Supplied information:
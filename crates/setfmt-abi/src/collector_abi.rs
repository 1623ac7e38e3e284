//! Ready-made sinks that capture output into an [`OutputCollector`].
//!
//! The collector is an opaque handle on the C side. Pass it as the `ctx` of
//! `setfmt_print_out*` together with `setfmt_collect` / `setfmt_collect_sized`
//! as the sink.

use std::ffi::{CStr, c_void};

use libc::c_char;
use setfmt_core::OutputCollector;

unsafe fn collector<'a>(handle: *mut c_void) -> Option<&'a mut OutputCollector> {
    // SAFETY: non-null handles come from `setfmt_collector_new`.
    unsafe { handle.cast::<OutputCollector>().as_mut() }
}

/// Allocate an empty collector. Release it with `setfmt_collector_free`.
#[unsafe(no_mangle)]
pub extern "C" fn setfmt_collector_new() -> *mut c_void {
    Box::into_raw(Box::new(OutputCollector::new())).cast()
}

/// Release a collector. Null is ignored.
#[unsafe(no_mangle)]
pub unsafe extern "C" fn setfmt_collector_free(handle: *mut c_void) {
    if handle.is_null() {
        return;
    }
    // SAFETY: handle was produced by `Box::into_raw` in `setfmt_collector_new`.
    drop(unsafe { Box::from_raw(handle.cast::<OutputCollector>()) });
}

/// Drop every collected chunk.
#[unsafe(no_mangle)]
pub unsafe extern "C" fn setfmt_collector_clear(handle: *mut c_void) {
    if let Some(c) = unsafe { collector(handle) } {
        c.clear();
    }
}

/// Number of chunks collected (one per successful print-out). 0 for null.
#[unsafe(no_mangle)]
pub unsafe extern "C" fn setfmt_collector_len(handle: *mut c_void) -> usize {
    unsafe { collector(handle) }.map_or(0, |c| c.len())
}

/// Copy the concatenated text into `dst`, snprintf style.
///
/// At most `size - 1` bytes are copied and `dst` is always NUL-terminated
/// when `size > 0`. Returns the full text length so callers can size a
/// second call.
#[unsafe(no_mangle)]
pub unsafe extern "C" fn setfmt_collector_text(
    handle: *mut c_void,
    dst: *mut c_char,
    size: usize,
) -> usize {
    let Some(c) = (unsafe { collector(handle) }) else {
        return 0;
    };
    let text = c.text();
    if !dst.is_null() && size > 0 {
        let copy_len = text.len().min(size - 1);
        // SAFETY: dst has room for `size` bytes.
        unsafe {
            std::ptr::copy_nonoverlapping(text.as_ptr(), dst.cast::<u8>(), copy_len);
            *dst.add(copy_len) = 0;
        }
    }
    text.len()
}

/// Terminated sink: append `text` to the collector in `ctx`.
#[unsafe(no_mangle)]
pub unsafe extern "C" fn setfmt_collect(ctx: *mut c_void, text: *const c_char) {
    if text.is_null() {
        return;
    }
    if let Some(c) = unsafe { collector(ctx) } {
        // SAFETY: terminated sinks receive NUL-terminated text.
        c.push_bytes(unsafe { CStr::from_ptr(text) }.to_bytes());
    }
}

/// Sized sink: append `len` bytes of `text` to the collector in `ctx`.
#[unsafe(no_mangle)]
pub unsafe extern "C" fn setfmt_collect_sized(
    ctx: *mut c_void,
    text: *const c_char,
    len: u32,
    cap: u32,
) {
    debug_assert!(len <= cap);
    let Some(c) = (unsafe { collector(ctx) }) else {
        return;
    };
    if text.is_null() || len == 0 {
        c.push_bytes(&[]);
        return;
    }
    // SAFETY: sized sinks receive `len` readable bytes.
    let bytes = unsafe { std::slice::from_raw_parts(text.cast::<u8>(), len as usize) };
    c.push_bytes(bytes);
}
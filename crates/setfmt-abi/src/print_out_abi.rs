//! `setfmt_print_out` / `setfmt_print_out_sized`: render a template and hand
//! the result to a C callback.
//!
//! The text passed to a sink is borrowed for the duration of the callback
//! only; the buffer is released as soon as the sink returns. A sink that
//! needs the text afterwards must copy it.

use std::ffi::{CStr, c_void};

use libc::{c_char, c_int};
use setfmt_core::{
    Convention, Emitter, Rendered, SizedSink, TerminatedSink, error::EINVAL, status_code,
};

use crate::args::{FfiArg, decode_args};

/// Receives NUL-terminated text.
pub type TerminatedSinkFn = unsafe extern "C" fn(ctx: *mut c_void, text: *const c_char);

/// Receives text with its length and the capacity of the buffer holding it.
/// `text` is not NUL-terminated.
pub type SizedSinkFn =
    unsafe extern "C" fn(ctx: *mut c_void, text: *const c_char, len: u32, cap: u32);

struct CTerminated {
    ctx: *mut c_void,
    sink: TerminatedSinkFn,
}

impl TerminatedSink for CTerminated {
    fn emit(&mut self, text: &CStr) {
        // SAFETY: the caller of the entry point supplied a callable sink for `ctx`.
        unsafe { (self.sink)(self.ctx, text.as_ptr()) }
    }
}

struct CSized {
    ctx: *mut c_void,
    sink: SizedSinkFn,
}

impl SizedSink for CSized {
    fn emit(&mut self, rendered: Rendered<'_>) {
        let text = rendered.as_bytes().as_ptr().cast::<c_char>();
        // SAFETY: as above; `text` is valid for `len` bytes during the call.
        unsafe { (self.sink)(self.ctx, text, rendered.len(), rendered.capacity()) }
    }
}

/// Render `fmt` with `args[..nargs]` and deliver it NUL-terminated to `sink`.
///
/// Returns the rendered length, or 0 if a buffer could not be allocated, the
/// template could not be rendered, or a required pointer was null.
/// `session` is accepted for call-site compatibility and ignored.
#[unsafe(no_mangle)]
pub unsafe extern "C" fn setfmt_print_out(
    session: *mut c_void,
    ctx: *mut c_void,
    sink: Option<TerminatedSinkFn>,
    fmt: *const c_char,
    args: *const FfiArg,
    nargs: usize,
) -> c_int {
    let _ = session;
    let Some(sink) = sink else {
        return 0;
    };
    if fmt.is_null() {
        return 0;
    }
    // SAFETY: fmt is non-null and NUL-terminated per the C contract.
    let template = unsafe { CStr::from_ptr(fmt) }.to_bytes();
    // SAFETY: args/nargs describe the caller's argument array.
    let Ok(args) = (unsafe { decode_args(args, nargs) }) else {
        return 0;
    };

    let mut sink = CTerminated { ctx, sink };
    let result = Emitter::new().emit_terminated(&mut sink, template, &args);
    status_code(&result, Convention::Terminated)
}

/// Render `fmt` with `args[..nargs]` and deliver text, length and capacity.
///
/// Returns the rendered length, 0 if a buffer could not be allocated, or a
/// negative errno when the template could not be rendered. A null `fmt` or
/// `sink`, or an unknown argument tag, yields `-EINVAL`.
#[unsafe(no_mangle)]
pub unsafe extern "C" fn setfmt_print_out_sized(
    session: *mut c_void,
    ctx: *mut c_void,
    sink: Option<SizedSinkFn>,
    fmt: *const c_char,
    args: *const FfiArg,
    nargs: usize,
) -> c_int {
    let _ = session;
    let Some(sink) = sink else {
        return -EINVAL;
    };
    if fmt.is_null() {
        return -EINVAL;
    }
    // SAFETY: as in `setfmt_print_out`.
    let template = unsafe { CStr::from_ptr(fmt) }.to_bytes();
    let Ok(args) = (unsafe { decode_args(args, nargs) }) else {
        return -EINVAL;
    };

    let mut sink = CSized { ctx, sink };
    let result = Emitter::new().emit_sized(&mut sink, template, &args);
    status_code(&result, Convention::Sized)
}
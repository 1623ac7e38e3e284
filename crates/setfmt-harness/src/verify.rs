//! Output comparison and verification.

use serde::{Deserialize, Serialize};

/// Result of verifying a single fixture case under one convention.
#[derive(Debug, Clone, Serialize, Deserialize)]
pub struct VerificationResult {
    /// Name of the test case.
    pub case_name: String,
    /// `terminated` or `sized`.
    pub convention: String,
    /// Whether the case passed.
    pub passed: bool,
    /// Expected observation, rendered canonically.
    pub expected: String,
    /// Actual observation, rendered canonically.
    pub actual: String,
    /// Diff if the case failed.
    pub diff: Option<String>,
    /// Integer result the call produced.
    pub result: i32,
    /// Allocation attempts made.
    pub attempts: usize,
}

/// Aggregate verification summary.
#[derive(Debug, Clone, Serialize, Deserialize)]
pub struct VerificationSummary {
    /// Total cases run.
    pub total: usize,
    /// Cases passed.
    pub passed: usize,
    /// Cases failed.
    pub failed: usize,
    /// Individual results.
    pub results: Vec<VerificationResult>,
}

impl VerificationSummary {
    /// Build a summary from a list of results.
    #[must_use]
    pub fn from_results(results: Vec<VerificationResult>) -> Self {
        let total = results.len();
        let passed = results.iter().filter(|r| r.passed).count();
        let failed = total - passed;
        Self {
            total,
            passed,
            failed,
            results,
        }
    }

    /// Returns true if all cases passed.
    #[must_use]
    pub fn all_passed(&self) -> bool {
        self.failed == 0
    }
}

Task prompt: Write out each line above that contains the word "deliver".

Task result:
/// Render `fmt` with `args[..nargs]` and deliver it NUL-terminated to `sink`.
/// Render `fmt` with `args[..nargs]` and deliver text, length and capacity.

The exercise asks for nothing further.